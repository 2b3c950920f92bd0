// SPDX-License-Identifier: Apache-2.0 OR MIT
// Copyright (c) 2025-2026 naskel.com

mod json;

use anyhow::{bail, Context};
use clap::{Parser, Subcommand};
use opcdr::config::XCDR2_MAX_ALIGN;
use opcdr::ops::disassemble;
use opcdr::{ByteOrder, Codec, TopicDescriptor, TopicFlags, WireConfig};
use std::io::{Read, Write};
use std::path::{Path, PathBuf};
use tracing::{debug, info};
use tracing_subscriber::EnvFilter;

use json::JsonView;

#[derive(Parser)]
#[command(name = "opcdr-inspect")]
#[command(about = "Validate, describe and exercise op-stream topic descriptors")]
#[command(version)]
struct Cli {
    /// Wire configuration file (YAML)
    #[arg(long, global = true, value_name = "FILE")]
    config: Option<PathBuf>,

    /// Big-endian byte order
    #[arg(long, global = true)]
    big_endian: bool,

    /// XCDR2 alignment (primitives aligned to at most 4 bytes)
    #[arg(long, global = true)]
    xcdr2: bool,

    /// Log level (trace, debug, info, warn, error); RUST_LOG overrides
    #[arg(long, global = true, default_value = "warn")]
    log_level: String,

    #[command(subcommand)]
    command: Commands,
}

#[derive(Subcommand)]
enum Commands {
    /// Load and validate descriptor files (YAML or JSON)
    Validate {
        /// Descriptor files
        #[arg(value_name = "FILE", required = true)]
        inputs: Vec<PathBuf>,

        /// Show a summary of each valid descriptor
        #[arg(short, long)]
        verbose: bool,
    },

    /// Disassemble a descriptor and print its metadata
    Describe {
        /// Descriptor file
        #[arg(value_name = "FILE")]
        descriptor: PathBuf,
    },

    /// Encode a JSON sample
    Encode {
        /// Descriptor file
        #[arg(value_name = "FILE")]
        descriptor: PathBuf,

        /// JSON sample (`-` for stdin)
        #[arg(value_name = "JSON")]
        sample: PathBuf,

        /// Write raw bytes here instead of printing hex
        #[arg(short, long, value_name = "FILE")]
        output: Option<PathBuf>,

        /// Prefix the encapsulation header
        #[arg(long)]
        payload: bool,
    },

    /// Decode bytes to a JSON sample
    Decode {
        /// Descriptor file
        #[arg(value_name = "FILE")]
        descriptor: PathBuf,

        /// Encoded bytes (`-` for stdin)
        #[arg(value_name = "BIN")]
        input: PathBuf,

        /// Input is hex text rather than raw bytes
        #[arg(long)]
        hex: bool,

        /// Input starts with an encapsulation header
        #[arg(long)]
        payload: bool,
    },

    /// Print the serialized key and key hash of a JSON sample
    Key {
        /// Descriptor file
        #[arg(value_name = "FILE")]
        descriptor: PathBuf,

        /// JSON sample (`-` for stdin)
        #[arg(value_name = "JSON")]
        sample: PathBuf,
    },
}

fn main() -> anyhow::Result<()> {
    let cli = Cli::parse();

    let filter =
        EnvFilter::try_from_default_env().unwrap_or_else(|_| EnvFilter::new(&cli.log_level));
    tracing_subscriber::fmt()
        .with_env_filter(filter)
        .with_target(false)
        .with_writer(std::io::stderr)
        .init();

    let codec = Codec::new(wire_config(&cli)?);
    debug!("wire configuration: {:?}", codec.wire());

    match cli.command {
        Commands::Validate { inputs, verbose } => cmd_validate(&inputs, verbose),
        Commands::Describe { descriptor } => cmd_describe(&descriptor, &codec),
        Commands::Encode {
            descriptor,
            sample,
            output,
            payload,
        } => cmd_encode(&descriptor, &sample, output.as_deref(), payload, &codec),
        Commands::Decode {
            descriptor,
            input,
            hex,
            payload,
        } => cmd_decode(&descriptor, &input, hex, payload, &codec),
        Commands::Key { descriptor, sample } => cmd_key(&descriptor, &sample),
    }
}

fn wire_config(cli: &Cli) -> anyhow::Result<WireConfig> {
    let mut wire = match &cli.config {
        Some(path) => {
            let text = std::fs::read_to_string(path)
                .with_context(|| format!("reading {}", path.display()))?;
            serde_yaml::from_str(&text).with_context(|| format!("parsing {}", path.display()))?
        }
        None => WireConfig::default(),
    };
    if cli.big_endian {
        wire.byte_order = ByteOrder::Big;
    }
    if cli.xcdr2 {
        wire.max_align = XCDR2_MAX_ALIGN;
    }
    Ok(wire)
}

/// Parse a descriptor file without validating it.
fn parse_descriptor(path: &Path) -> anyhow::Result<TopicDescriptor> {
    let text =
        std::fs::read_to_string(path).with_context(|| format!("reading {}", path.display()))?;
    let desc = if path.extension().is_some_and(|ext| ext == "json") {
        serde_json::from_str(&text).with_context(|| format!("parsing {}", path.display()))?
    } else {
        serde_yaml::from_str(&text).with_context(|| format!("parsing {}", path.display()))?
    };
    Ok(desc)
}

fn load_descriptor(path: &Path) -> anyhow::Result<TopicDescriptor> {
    let desc = parse_descriptor(path)?;
    desc.validate()
        .with_context(|| format!("{} ({})", desc.type_name, path.display()))?;
    info!(
        "loaded type='{}' streams={} keys={}",
        desc.canonical_name(),
        desc.ops.len(),
        desc.key_count
    );
    Ok(desc)
}

fn read_input(path: &Path) -> anyhow::Result<Vec<u8>> {
    if path == Path::new("-") {
        let mut buf = Vec::new();
        std::io::stdin().read_to_end(&mut buf)?;
        return Ok(buf);
    }
    std::fs::read(path).with_context(|| format!("reading {}", path.display()))
}

fn read_sample(path: &Path) -> anyhow::Result<serde_json::Value> {
    let bytes = read_input(path)?;
    serde_json::from_slice(&bytes).with_context(|| format!("parsing {}", path.display()))
}

fn cmd_validate(inputs: &[PathBuf], verbose: bool) -> anyhow::Result<()> {
    let mut failed = 0usize;
    for input in inputs {
        let result = parse_descriptor(input).and_then(|desc| {
            desc.validate()?;
            Ok(desc)
        });
        match result {
            Ok(desc) => {
                println!("[OK] {}: {}", input.display(), desc.canonical_name());
                if verbose {
                    println!("  streams: {}", desc.ops.len());
                    let keys: Vec<&str> = desc.keys.iter().map(|k| k.name.as_str()).collect();
                    println!("  keys: [{}]", keys.join(", "));
                    println!("  metadata: {}", if desc.meta.is_empty() { "no" } else { "yes" });
                }
            }
            Err(err) => {
                failed += 1;
                eprintln!("[ERROR] {}: {:#}", input.display(), err);
            }
        }
    }
    if failed > 0 {
        bail!("{} of {} descriptors failed validation", failed, inputs.len());
    }
    Ok(())
}

fn cmd_describe(path: &Path, codec: &Codec) -> anyhow::Result<()> {
    let desc = load_descriptor(path)?;

    println!("type: {}", desc.canonical_name());
    println!("host layout: size {} align {}", desc.size, desc.align);
    let mut flags = Vec::new();
    if desc.flags.contains(TopicFlags::NO_OPTIMIZE) {
        flags.push("NO_OPTIMIZE");
    }
    if desc.flags.contains(TopicFlags::FIXED_KEY) {
        flags.push("FIXED_KEY");
    }
    println!("flags: [{}]", flags.join(", "));
    match desc.fixed_wire_size(codec.wire()) {
        Some(size) => println!("wire size: {} bytes (fixed)", size),
        None => println!("wire size: variable"),
    }
    match desc.max_key_size() {
        Some(size) => println!("key size: at most {} bytes", size),
        None => println!("key size: unbounded"),
    }

    println!("\nkeys:");
    for (key, insn) in desc.keys.iter().zip(desc.key_instructions()?) {
        println!("  {:<16} @{:04}  {}", key.name, key.index, insn);
    }

    println!("\n{}", disassemble(&desc.ops));
    if desc.meta.is_empty() {
        println!("metadata: none");
    } else {
        println!("metadata:\n{}", desc.meta);
    }
    Ok(())
}

fn cmd_encode(
    path: &Path,
    sample: &Path,
    output: Option<&Path>,
    payload: bool,
    codec: &Codec,
) -> anyhow::Result<()> {
    let desc = load_descriptor(path)?;
    let value = read_sample(sample)?;
    let sample = JsonView::new(&desc)?.from_json(&value)?;

    let bytes = if payload {
        codec.serialize_payload(&desc, &sample)?
    } else {
        codec.serialize(&desc, &sample)?
    };
    debug!("encoded {} bytes", bytes.len());

    match output {
        Some(out) => {
            std::fs::write(out, &bytes).with_context(|| format!("writing {}", out.display()))?;
            println!("[OK] {} bytes written to: {}", bytes.len(), out.display());
        }
        None => println!("{}", to_hex(&bytes)),
    }
    Ok(())
}

fn cmd_decode(
    path: &Path,
    input: &Path,
    hex: bool,
    payload: bool,
    codec: &Codec,
) -> anyhow::Result<()> {
    let desc = load_descriptor(path)?;
    let raw = read_input(input)?;
    let bytes = if hex {
        from_hex(std::str::from_utf8(&raw).context("hex input is not text")?)?
    } else {
        raw
    };

    let sample = if payload {
        codec.deserialize_payload_dynamic(&desc, &bytes)?
    } else {
        codec.deserialize_dynamic(&desc, &bytes)?
    };
    let value = JsonView::new(&desc)?.to_json(&sample)?;

    let mut stdout = std::io::stdout().lock();
    serde_json::to_writer_pretty(&mut stdout, &value)?;
    writeln!(stdout)?;
    Ok(())
}

fn cmd_key(path: &Path, sample: &Path) -> anyhow::Result<()> {
    let desc = load_descriptor(path)?;
    let value = read_sample(sample)?;
    let sample = JsonView::new(&desc)?.from_json(&value)?;

    let key = opcdr::extract_key(&desc, &sample)?;
    let hash = opcdr::key_hash(&desc, &sample)?;
    println!("key:      {}", to_hex(&key));
    println!("key hash: {}", to_hex(&hash));
    Ok(())
}

fn to_hex(bytes: &[u8]) -> String {
    bytes
        .iter()
        .map(|b| format!("{:02x}", b))
        .collect::<Vec<_>>()
        .join(" ")
}

/// Parse hex text; whitespace between digits is ignored.
fn from_hex(text: &str) -> anyhow::Result<Vec<u8>> {
    let digits: Vec<char> = text.chars().filter(|c| !c.is_whitespace()).collect();
    if digits.len() % 2 != 0 {
        bail!("hex input has an odd number of digits");
    }
    digits
        .chunks(2)
        .map(|pair| {
            let hi = pair[0].to_digit(16);
            let lo = pair[1].to_digit(16);
            match (hi, lo) {
                (Some(hi), Some(lo)) => Ok((hi * 16 + lo) as u8),
                _ => bail!("invalid hex digits `{}{}`", pair[0], pair[1]),
            }
        })
        .collect()
}

#[cfg(test)]
mod tests {
    use super::*;

    #[test]
    fn test_hex_roundtrip() {
        let bytes = [0x00, 0x01, 0xab, 0xff];
        assert_eq!(to_hex(&bytes), "00 01 ab ff");
        assert_eq!(from_hex("00 01\nabFF").expect("hex"), bytes);
    }

    #[test]
    fn test_hex_rejects_garbage() {
        assert!(from_hex("abc").is_err());
        assert!(from_hex("zz").is_err());
    }

    #[test]
    fn test_cli_flags_shape_wire_config() {
        let cli = Cli::parse_from(["opcdr-inspect", "--big-endian", "--xcdr2", "describe", "t.yaml"]);
        let wire = wire_config(&cli).expect("wire");
        assert_eq!(wire.byte_order, ByteOrder::Big);
        assert_eq!(wire.max_align, XCDR2_MAX_ALIGN);
        assert_eq!(wire.encapsulation(), Some(opcdr::config::CDR2_BE));
    }
}
// SPDX-License-Identifier: Apache-2.0 OR MIT
// Copyright (c) 2025-2026 naskel.com

//! DDS key hash.
//!
//! The key fields are encoded as big-endian classic CDR. If the descriptor's key
//! can never exceed 16 bytes the hash is that encoding zero-padded to 16;
//! otherwise it is the MD5 digest of the encoding.

use md5::{Digest, Md5};

use super::Codec;
use crate::config::{WireConfig, KEY_HASH_SIZE};
use crate::descriptor::TopicDescriptor;
use crate::error::Result;
use crate::reflect::Reflect;

pub(super) fn key_hash(desc: &TopicDescriptor, instance: &dyn Reflect) -> Result<[u8; KEY_HASH_SIZE]> {
    let key = Codec::new(WireConfig::key_hash()).extract_key(desc, instance)?;
    let mut hash = [0u8; KEY_HASH_SIZE];
    match desc.max_key_size() {
        Some(max) if max <= KEY_HASH_SIZE && key.len() <= KEY_HASH_SIZE => {
            hash[..key.len()].copy_from_slice(&key);
        }
        _ => {
            let mut hasher = Md5::new();
            hasher.update(&key);
            hash.copy_from_slice(&hasher.finalize());
        }
    }
    Ok(hash)
}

→ **What this task involves**: Return the total number of lines in the records that contain "true", without any explanation.

→ **Response area**: 5